I frown, immediately defensive that I’m so predictable. I turn my back to the wall, sliding down on the floor, and hug my knees to my chest.

I shouldn’t be listening. But I don’t get up.

“What are you going to do with all that free time?” Ruby asks.

“I don’t know. But that’s the good thing. For the past year, everything has been planned down to the second—chemo, doctor appointments, checkups. Now the whole world is open in front of me, and it’s mine to fuck up however I want.”

“Charlie,” Ruby starts, her voice worried.

“I’m kidding. I just mean that it’s all up to me for the first time in ages.”

For a second I feel envious of the blank slate in front of him.

“And, of course, there’s this junior I have my eye on that I’m hoping to hang out with. . . . What’s her name again? Rudy?” he continues.

“Hey! You’d better know my name,” Ruby says, then giggles, and then they’re quiet, and it takes me a few seconds to realize they’re probably making out.

My face goes red. I’m being a total creeper. I start to straighten, when I hear Ruby say, “You know, you shouldn’t be so hard on your sister.”

I wait for Charlie’s reply, but it doesn’t come, and then I hear Ruby giggle.
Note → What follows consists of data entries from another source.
//! Flat `key = "value"` file model used by cheat lists.

use std::collections::HashMap;
use std::fs;
use std::path::Path;

use crate::error::Result;

/// Ordered key/value document. Setting an existing key replaces its value
/// in place, so merging into a loaded file keeps unrelated keys and order.
#[derive(Debug, Clone, Default)]
pub struct KeyValueFile {
    entries: Vec<(String, String)>,
    index: HashMap<String, usize>,
}

impl KeyValueFile {
    pub fn new() -> Self {
        Self::default()
    }

    pub fn load<P: AsRef<Path>>(path: P) -> Result<Self> {
        let content = fs::read_to_string(path)?;
        Ok(Self::parse(&content))
    }

    pub fn save<P: AsRef<Path>>(&self, path: P) -> Result<()> {
        fs::write(path, self.format())?;
        Ok(())
    }

    /// Parse `key = value` lines. Blank lines and `#` comments are skipped,
    /// surrounding double quotes are optional; a repeated key keeps the last value.
    pub fn parse(content: &str) -> Self {
        let mut file = Self::new();
        for line in content.lines() {
            let line = line.trim();
            if line.is_empty() || line.starts_with('#') {
                continue;
            }
            if let Some((key, value)) = line.split_once('=') {
                file.set(key.trim(), unquote(value.trim()));
            }
        }
        file
    }

    pub fn format(&self) -> String {
        let mut out = String::new();
        for (key, value) in &self.entries {
            out.push_str(key);
            out.push_str(" = \"");
            out.push_str(value);
            out.push_str("\"\n");
        }
        out
    }

    pub fn get(&self, key: &str) -> Option<&str> {
        self.index.get(key).map(|&i| self.entries[i].1.as_str())
    }

    pub fn contains(&self, key: &str) -> bool {
        self.index.contains_key(key)
    }

    pub fn set(&mut self, key: &str, value: impl Into<String>) {
        // Values are single-line
        let value = value.into().replace(['\r', '\n'], " ");
        match self.index.get(key) {
            Some(&i) => self.entries[i].1 = value,
            None => {
                self.index.insert(key.to_string(), self.entries.len());
                self.entries.push((key.to_string(), value));
            }
        }
    }

    pub fn remove(&mut self, key: &str) -> Option<String> {
        let i = self.index.remove(key)?;
        let (_, value) = self.entries.remove(i);
        for slot in self.index.values_mut() {
            if *slot > i {
                *slot -= 1;
            }
        }
        Some(value)
    }

    pub fn len(&self) -> usize {
        self.entries.len()
    }

    pub fn is_empty(&self) -> bool {
        self.entries.is_empty()
    }

    pub fn iter(&self) -> impl Iterator<Item = (&str, &str)> {
        self.entries.iter().map(|(k, v)| (k.as_str(), v.as_str()))
    }
}

fn unquote(value: &str) -> &str {
    value
        .strip_prefix('"')
        .and_then(|v| v.strip_suffix('"'))
        .unwrap_or(value)
}
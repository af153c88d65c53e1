//! CLI command implementations.
//!
//! The engine expects a live core; here a core is stood in for by memory
//! dumps on disk, one dump per frame.

pub mod apply;
pub mod list;
pub mod search;

use std::fs;
use std::path::Path;

use anyhow::{Context, Result};
use cheat_core::{CoreMemory, EngineConfig, RegionId};
use tracing::{info, warn};

/// Load engine settings, falling back to defaults.
pub fn load_config(path: Option<&Path>) -> EngineConfig {
    let Some(path) = path else {
        return EngineConfig::default();
    };
    let loaded = fs::read_to_string(path)
        .map_err(anyhow::Error::from)
        .and_then(|content| toml::from_str::<EngineConfig>(&content).map_err(Into::into));
    match loaded {
        Ok(config) => {
            info!("Loaded config from {:?}", path);
            config
        }
        Err(e) => {
            warn!("Failed to load config {:?}: {}, using defaults", path, e);
            EngineConfig::default()
        }
    }
}

/// A memory dump exposed as the configured core region.
pub struct DumpMemory {
    region: RegionId,
    data: Vec<u8>,
}

impl DumpMemory {
    pub fn open(path: &Path, region: RegionId) -> Result<Self> {
        let data = fs::read(path).with_context(|| format!("reading dump {}", path.display()))?;
        Ok(Self { region, data })
    }

    /// Swap in the next frame's dump.
    pub fn reload(&mut self, path: &Path) -> Result<()> {
        self.data = fs::read(path).with_context(|| format!("reading dump {}", path.display()))?;
        Ok(())
    }

    pub fn data(&self) -> &[u8] {
        &self.data
    }
}

impl CoreMemory for DumpMemory {
    fn region(&self, id: RegionId) -> Option<&[u8]> {
        (id == self.region).then_some(self.data.as_slice())
    }

    fn region_mut(&mut self, id: RegionId) -> Option<&mut [u8]> {
        (id == self.region).then_some(self.data.as_mut_slice())
    }
}
use serde::{Deserialize, Serialize};
use strum::{FromRepr, IntoStaticStr};

use crate::memory::WidthClass;
use crate::search::MatchView;

use super::rumble::RumbleState;

/// Operation performed by an engine-applied cheat each frame.
#[derive(
    Debug,
    Clone,
    Copy,
    PartialEq,
    Eq,
    Hash,
    Default,
    Serialize,
    Deserialize,
    FromRepr,
    IntoStaticStr,
)]
#[repr(u8)]
pub enum CheatOp {
    #[default]
    Disabled = 0,
    Set = 1,
    Increase = 2,
    Decrease = 3,
    RunNextIfEq = 4,
    RunNextIfNeq = 5,
    RunNextIfLt = 6,
    RunNextIfGt = 7,
}

impl CheatOp {
    pub fn from_u8(value: u8) -> Option<Self> {
        Self::from_repr(value)
    }

    /// Conditional ops gate the next cheat instead of writing memory.
    pub fn is_conditional(&self) -> bool {
        matches!(
            self,
            CheatOp::RunNextIfEq | CheatOp::RunNextIfNeq | CheatOp::RunNextIfLt | CheatOp::RunNextIfGt
        )
    }
}

impl std::fmt::Display for CheatOp {
    fn fmt(&self, f: &mut std::fmt::Formatter<'_>) -> std::fmt::Result {
        write!(f, "{:?}", self)
    }
}

/// Condition under which a cheat fires its rumble pulse.
#[derive(
    Debug,
    Clone,
    Copy,
    PartialEq,
    Eq,
    Hash,
    Default,
    Serialize,
    Deserialize,
    FromRepr,
    IntoStaticStr,
)]
#[repr(u8)]
pub enum RumbleKind {
    #[default]
    Disabled = 0,
    Changes = 1,
    Unchanged = 2,
    Increase = 3,
    Decrease = 4,
    EqValue = 5,
    NeqValue = 6,
    LtValue = 7,
    GtValue = 8,
    IncreaseByValue = 9,
    DecreaseByValue = 10,
}

impl RumbleKind {
    pub fn from_u8(value: u8) -> Option<Self> {
        Self::from_repr(value)
    }

    /// Whether the watched value's transition from `prev` to `curr` fires.
    pub fn triggered(&self, curr: u32, prev: u32, value: u32) -> bool {
        match self {
            RumbleKind::Disabled => false,
            RumbleKind::Changes => curr != prev,
            RumbleKind::Unchanged => curr == prev,
            RumbleKind::Increase => curr > prev,
            RumbleKind::Decrease => curr < prev,
            RumbleKind::EqValue => curr == value,
            RumbleKind::NeqValue => curr != value,
            RumbleKind::LtValue => curr < value,
            RumbleKind::GtValue => curr > value,
            RumbleKind::IncreaseByValue => curr == prev.wrapping_add(value),
            RumbleKind::DecreaseByValue => curr == prev.wrapping_sub(value),
        }
    }
}

/// Persistent rumble settings of one cheat.
#[derive(Debug, Clone, Copy, PartialEq, Eq, Default, Serialize, Deserialize)]
pub struct RumbleConfig {
    pub kind: RumbleKind,
    pub value: u32,
    pub port: u32,
    pub primary_strength: u16,
    pub primary_duration_ms: u32,
    pub secondary_strength: u16,
    pub secondary_duration_ms: u32,
}

/// Repeat expansion: apply a write `count` times over consecutive items.
#[derive(Debug, Clone, Copy, PartialEq, Eq, Serialize, Deserialize)]
pub struct Repeat {
    pub count: u32,
    pub add_to_value: u32,
    pub add_to_address: u32,
}

impl Default for Repeat {
    fn default() -> Self {
        Self {
            count: 1,
            add_to_value: 0,
            add_to_address: 1,
        }
    }
}

/// Address/value driven cheat applied by the engine every frame.
#[derive(Debug, Clone, PartialEq, Eq, Serialize, Deserialize)]
pub struct MemoryPatch {
    pub address: u32,
    /// Bits of the byte at `address` covered by a sub-byte item.
    pub address_bit_mask: u32,
    pub width: WidthClass,
    pub op: CheatOp,
    pub value: u32,
    pub big_endian: bool,
    pub repeat: Repeat,
    pub rumble: RumbleConfig,
    /// Runtime rumble tracking. Never persisted; struct literals normally
    /// take it from `..Default::default()`.
    #[serde(skip)]
    pub rumble_state: RumbleState,
}

impl Default for MemoryPatch {
    fn default() -> Self {
        Self {
            address: 0,
            address_bit_mask: 0xFF,
            width: WidthClass::Bits8,
            op: CheatOp::Set,
            value: 0,
            big_endian: false,
            repeat: Repeat::default(),
            rumble: RumbleConfig::default(),
            rumble_state: RumbleState::default(),
        }
    }
}

impl MemoryPatch {
    /// A `Set` patch pinning a search match to its current value.
    pub fn from_match(view: &MatchView, width: WidthClass, big_endian: bool) -> Self {
        Self {
            address: view.address,
            address_bit_mask: view.address_bit_mask,
            width,
            op: CheatOp::Set,
            value: view.current,
            big_endian,
            ..Default::default()
        }
    }

    /// Restart the rumble warm-up, e.g. after the cheat is re-enabled.
    /// A pulse still running is kept until it has been released.
    pub fn reset_runtime(&mut self) {
        self.rumble_state.restart();
    }

    pub fn rumble_state(&self) -> &RumbleState {
        &self.rumble_state
    }
}

/// How a cheat is applied.
#[derive(Debug, Clone, PartialEq, Eq, Serialize, Deserialize)]
pub enum CheatKind {
    /// Forwarded verbatim to the core's own cheat subsystem.
    CoreOpaque { code: String },
    /// Interpreted by this engine.
    EngineApplied(MemoryPatch),
}

/// Numeric handler code used by the cheat file format.
#[derive(Debug, Clone, Copy, PartialEq, Eq, Hash, Default, FromRepr, IntoStaticStr)]
#[repr(u8)]
pub enum Handler {
    #[default]
    CoreOpaque = 0,
    EngineApplied = 1,
}

impl Handler {
    pub fn from_u8(value: u8) -> Option<Self> {
        Self::from_repr(value)
    }
}

/// One entry of the cheat list.
#[derive(Debug, Clone, PartialEq, Eq, Serialize, Deserialize)]
pub struct CheatCode {
    pub index: u32,
    pub description: Option<String>,
    pub enabled: bool,
    pub kind: CheatKind,
}

impl CheatCode {
    /// Empty entry of the given handler, as created when the list grows.
    pub fn blank(index: u32, handler: Handler) -> Self {
        let kind = match handler {
            Handler::CoreOpaque => CheatKind::CoreOpaque {
                code: String::new(),
            },
            Handler::EngineApplied => CheatKind::EngineApplied(MemoryPatch::default()),
        };
        Self {
            index,
            description: None,
            enabled: false,
            kind,
        }
    }

    pub fn core_opaque(description: impl Into<String>, code: impl Into<String>) -> Self {
        Self {
            index: 0,
            description: Some(description.into()),
            enabled: false,
            kind: CheatKind::CoreOpaque { code: code.into() },
        }
    }

    pub fn engine_applied(patch: MemoryPatch) -> Self {
        Self {
            index: 0,
            description: None,
            enabled: false,
            kind: CheatKind::EngineApplied(patch),
        }
    }

    pub fn enabled(mut self) -> Self {
        self.enabled = true;
        self
    }

    pub fn handler(&self) -> Handler {
        match self.kind {
            CheatKind::CoreOpaque { .. } => Handler::CoreOpaque,
            CheatKind::EngineApplied(_) => Handler::EngineApplied,
        }
    }

    pub fn patch(&self) -> Option<&MemoryPatch> {
        match &self.kind {
            CheatKind::EngineApplied(patch) => Some(patch),
            CheatKind::CoreOpaque { .. } => None,
        }
    }

    pub fn patch_mut(&mut self) -> Option<&mut MemoryPatch> {
        match &mut self.kind {
            CheatKind::EngineApplied(patch) => Some(patch),
            CheatKind::CoreOpaque { .. } => None,
        }
    }

    pub fn code(&self) -> Option<&str> {
        match &self.kind {
            CheatKind::CoreOpaque { code } => Some(code),
            CheatKind::EngineApplied(_) => None,
        }
    }

    /// Label for notifications and listings.
    pub fn label(&self) -> &str {
        match self.description.as_deref() {
            Some(desc) if !desc.is_empty() => desc,
            _ => self.code().unwrap_or("(no description)"),
        }
    }
}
“Charlie, stop kissing me, just for a second, okay?”

“Okay, okay,” he says in mock exasperation.

“What I was trying to tell you before I was so rudely interrupted is that I’ve always wanted a brother or sister. You’ve got a really good sister. You’re lucky.”

It sounds like Charlie mutters something that sounds like “Hardly,” and then I hear him go, “Ow!”

“I mean it. Your sister is the first real friend I’ve had in ages.”

“Come on,” Charlie starts.

“No, it’s true. People don’t always like me. My mom says it’s because I try too hard, that I’m too much. She says on a scale of one to ten, with ten being too much, I’m, like, a thirteen.” Ruby laughs, but it’s hollow. “Your sister is, like, the first person in forever who actually listens to me and wants to hang out with me.”

My heart breaks for her, and I hold my breath, waiting for Charlie’s response.

“Meeting you is the best thing that’s happened to me in ages, Ruby Collie. If other people can’t see how amazing you are, it is one hundred percent their fucking loss. And I’m sorry to say that includes your mom.”

I let my breath out. Charlie might actually be worthy of my bighearted friend.

It’s weird seeing—or more accurately, eavesdropping on—this side of him, a side I haven’t seen since Matty’s surprise pool party last summer, when I discovered the broken blood vessels on Charlie’s back.